Supplied entries:
++++++
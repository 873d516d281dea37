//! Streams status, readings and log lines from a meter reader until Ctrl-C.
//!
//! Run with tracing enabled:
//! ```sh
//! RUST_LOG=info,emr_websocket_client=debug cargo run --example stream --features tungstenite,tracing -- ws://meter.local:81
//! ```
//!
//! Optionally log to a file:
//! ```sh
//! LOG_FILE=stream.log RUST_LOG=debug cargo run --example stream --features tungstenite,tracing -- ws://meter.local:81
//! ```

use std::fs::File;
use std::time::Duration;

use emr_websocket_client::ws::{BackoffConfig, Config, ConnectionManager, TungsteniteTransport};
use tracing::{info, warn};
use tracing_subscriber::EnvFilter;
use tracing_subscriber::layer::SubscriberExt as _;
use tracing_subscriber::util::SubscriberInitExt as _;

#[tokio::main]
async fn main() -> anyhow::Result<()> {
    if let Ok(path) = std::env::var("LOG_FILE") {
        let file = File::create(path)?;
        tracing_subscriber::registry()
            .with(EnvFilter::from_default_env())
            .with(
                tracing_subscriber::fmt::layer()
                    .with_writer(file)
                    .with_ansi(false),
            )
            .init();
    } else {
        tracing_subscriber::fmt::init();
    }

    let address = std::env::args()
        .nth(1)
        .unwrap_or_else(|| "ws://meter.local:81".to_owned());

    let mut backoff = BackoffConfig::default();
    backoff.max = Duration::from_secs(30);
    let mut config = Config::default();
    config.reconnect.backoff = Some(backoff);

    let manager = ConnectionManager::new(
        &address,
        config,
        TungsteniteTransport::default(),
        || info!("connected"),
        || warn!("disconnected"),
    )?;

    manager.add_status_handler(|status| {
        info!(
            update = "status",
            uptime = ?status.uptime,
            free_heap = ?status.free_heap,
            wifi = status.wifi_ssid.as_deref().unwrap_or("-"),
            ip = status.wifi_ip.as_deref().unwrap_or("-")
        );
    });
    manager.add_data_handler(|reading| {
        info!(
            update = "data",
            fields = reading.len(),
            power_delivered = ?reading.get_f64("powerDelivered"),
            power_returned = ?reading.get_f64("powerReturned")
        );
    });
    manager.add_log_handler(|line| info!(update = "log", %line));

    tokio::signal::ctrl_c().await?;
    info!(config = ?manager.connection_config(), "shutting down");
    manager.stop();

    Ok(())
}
++++++
What you will do: What's wanted is a faithful copy of each entry above.

Answer below:
repository 873d516d281dea37
//! Streams status, readings and log lines from a meter reader until Ctrl-C.
//!
//! Run with tracing enabled:
//! ```sh
//! RUST_LOG=info,emr_websocket_client=debug cargo run --example stream --features tungstenite,tracing -- ws://meter.local:81
//! ```
//!
//! Optionally log to a file:
//! ```sh
//! LOG_FILE=stream.log RUST_LOG=debug cargo run --example stream --features tungstenite,tracing -- ws://meter.local:81
//! ```

use std::fs::File;
use std::time::Duration;

use emr_websocket_client::ws::{BackoffConfig, Config, ConnectionManager, TungsteniteTransport};
use tracing::{info, warn};
use tracing_subscriber::EnvFilter;
use tracing_subscriber::layer::SubscriberExt as _;
use tracing_subscriber::util::SubscriberInitExt as _;

#[tokio::main]
async fn main() -> anyhow::Result<()> {
    if let Ok(path) = std::env::var("LOG_FILE") {
        let file = File::create(path)?;
        tracing_subscriber::registry()
            .with(EnvFilter::from_default_env())
            .with(
                tracing_subscriber::fmt::layer()
                    .with_writer(file)
                    .with_ansi(false),
            )
            .init();
    } else {
        tracing_subscriber::fmt::init();
    }

    let address = std::env::args()
        .nth(1)
        .unwrap_or_else(|| "ws://meter.local:81".to_owned());

    let mut backoff = BackoffConfig::default();
    backoff.max = Duration::from_secs(30);
    let mut config = Config::default();
    config.reconnect.backoff = Some(backoff);

    let manager = ConnectionManager::new(
        &address,
        config,
        TungsteniteTransport::default(),
        || info!("connected"),
        || warn!("disconnected"),
    )?;

    manager.add_status_handler(|status| {
        info!(
            update = "status",
            uptime = ?status.uptime,
            free_heap = ?status.free_heap,
            wifi = status.wifi_ssid.as_deref().unwrap_or("-"),
            ip = status.wifi_ip.as_deref().unwrap_or("-")
        );
    });
    manager.add_data_handler(|reading| {
        info!(
            update = "data",
            fields = reading.len(),
            power_delivered = ?reading.get_f64("powerDelivered"),
            power_returned = ?reading.get_f64("powerReturned")
        );
    });
    manager.add_log_handler(|line| info!(update = "log", %line));

    tokio::signal::ctrl_c().await?;
    info!(config = ?manager.connection_config(), "shutting down");
    manager.stop();

    Ok(())
}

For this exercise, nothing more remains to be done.